Work task
Scan the entries below. List each line with "WrapperSeedSource".

Material to process
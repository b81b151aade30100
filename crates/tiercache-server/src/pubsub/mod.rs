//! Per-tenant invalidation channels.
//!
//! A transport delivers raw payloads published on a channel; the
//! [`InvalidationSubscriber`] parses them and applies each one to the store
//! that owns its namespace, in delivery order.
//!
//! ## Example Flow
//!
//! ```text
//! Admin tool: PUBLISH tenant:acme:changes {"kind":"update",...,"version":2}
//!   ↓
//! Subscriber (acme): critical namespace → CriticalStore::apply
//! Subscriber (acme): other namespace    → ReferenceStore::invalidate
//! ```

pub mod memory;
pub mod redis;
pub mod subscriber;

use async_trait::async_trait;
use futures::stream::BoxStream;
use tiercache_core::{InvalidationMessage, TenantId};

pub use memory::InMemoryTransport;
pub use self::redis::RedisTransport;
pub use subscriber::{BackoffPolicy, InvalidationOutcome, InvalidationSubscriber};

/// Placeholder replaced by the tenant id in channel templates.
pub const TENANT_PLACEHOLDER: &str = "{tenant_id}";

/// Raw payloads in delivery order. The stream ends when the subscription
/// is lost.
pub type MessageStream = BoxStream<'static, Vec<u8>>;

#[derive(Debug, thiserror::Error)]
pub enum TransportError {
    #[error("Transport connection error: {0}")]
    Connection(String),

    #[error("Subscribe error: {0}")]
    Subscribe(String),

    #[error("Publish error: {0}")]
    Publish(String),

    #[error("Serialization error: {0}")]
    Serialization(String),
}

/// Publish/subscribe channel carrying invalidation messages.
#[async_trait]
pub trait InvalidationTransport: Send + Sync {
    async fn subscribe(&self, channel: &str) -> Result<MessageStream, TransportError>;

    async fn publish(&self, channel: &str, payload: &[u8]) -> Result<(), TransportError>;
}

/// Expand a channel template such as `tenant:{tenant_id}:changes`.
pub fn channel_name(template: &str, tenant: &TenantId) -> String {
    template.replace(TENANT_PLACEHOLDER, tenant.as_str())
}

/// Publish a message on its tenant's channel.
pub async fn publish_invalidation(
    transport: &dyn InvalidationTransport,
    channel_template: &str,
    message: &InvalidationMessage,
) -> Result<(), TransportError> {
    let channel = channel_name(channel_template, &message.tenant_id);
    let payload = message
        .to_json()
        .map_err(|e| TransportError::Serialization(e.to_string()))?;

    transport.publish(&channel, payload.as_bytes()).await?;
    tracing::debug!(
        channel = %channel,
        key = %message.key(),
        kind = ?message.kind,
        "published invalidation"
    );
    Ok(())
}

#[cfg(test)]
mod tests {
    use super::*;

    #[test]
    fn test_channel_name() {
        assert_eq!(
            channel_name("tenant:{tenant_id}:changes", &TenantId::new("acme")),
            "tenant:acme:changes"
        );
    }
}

==

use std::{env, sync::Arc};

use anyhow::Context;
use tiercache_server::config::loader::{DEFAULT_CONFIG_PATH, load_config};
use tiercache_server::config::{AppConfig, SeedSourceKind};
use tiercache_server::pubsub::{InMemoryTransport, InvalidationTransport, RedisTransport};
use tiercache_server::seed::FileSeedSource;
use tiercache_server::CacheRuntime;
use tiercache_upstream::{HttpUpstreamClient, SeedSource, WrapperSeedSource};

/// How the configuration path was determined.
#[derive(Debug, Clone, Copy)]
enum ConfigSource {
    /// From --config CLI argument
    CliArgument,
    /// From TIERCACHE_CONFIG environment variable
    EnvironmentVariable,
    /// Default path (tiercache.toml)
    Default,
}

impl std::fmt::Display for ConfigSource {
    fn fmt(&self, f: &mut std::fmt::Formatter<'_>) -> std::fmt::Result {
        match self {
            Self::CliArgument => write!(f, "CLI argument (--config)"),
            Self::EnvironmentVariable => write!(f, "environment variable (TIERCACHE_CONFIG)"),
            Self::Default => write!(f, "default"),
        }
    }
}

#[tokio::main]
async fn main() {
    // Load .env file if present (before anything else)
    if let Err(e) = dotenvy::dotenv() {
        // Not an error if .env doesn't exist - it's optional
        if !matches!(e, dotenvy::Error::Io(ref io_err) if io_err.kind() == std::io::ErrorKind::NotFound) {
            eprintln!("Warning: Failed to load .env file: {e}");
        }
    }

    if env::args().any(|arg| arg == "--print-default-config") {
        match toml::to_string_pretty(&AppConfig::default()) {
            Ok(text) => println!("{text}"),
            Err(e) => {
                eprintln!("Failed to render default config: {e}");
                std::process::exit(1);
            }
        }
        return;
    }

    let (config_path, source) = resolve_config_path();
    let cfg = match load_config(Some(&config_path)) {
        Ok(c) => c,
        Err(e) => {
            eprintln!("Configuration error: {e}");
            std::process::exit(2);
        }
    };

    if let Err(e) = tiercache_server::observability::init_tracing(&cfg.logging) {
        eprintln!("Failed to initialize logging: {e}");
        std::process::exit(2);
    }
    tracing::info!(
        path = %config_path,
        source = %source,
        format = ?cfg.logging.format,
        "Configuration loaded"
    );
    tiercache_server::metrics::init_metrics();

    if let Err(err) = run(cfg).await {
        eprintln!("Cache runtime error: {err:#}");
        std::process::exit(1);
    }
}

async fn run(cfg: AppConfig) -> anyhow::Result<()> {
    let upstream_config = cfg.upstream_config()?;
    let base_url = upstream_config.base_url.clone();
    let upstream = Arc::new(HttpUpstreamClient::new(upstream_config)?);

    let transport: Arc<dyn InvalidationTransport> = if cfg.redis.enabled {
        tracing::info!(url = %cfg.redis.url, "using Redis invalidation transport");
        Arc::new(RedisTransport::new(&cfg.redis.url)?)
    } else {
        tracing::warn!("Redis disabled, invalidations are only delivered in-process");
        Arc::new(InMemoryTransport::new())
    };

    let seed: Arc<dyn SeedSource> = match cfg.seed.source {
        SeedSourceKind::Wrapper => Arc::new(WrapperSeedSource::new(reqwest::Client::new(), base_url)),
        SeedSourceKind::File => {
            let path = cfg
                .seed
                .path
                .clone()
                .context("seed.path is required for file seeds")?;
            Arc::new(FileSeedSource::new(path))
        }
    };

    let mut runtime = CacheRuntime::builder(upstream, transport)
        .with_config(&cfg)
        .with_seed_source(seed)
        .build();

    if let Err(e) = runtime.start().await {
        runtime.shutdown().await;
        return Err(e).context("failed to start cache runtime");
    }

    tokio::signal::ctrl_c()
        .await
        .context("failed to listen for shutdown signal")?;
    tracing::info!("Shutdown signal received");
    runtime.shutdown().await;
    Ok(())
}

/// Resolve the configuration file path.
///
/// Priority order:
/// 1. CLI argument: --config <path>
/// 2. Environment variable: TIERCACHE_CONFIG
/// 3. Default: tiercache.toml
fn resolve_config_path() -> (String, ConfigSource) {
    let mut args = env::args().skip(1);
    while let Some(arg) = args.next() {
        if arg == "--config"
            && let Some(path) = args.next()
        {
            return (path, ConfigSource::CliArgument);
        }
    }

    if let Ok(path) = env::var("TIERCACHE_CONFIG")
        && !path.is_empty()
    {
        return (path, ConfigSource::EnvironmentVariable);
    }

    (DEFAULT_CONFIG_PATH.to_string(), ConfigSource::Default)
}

Written solution
use tiercache_upstream::{HttpUpstreamClient, SeedSource, WrapperSeedSource};
        SeedSourceKind::Wrapper => Arc::new(WrapperSeedSource::new(reqwest::Client::new(), base_url)),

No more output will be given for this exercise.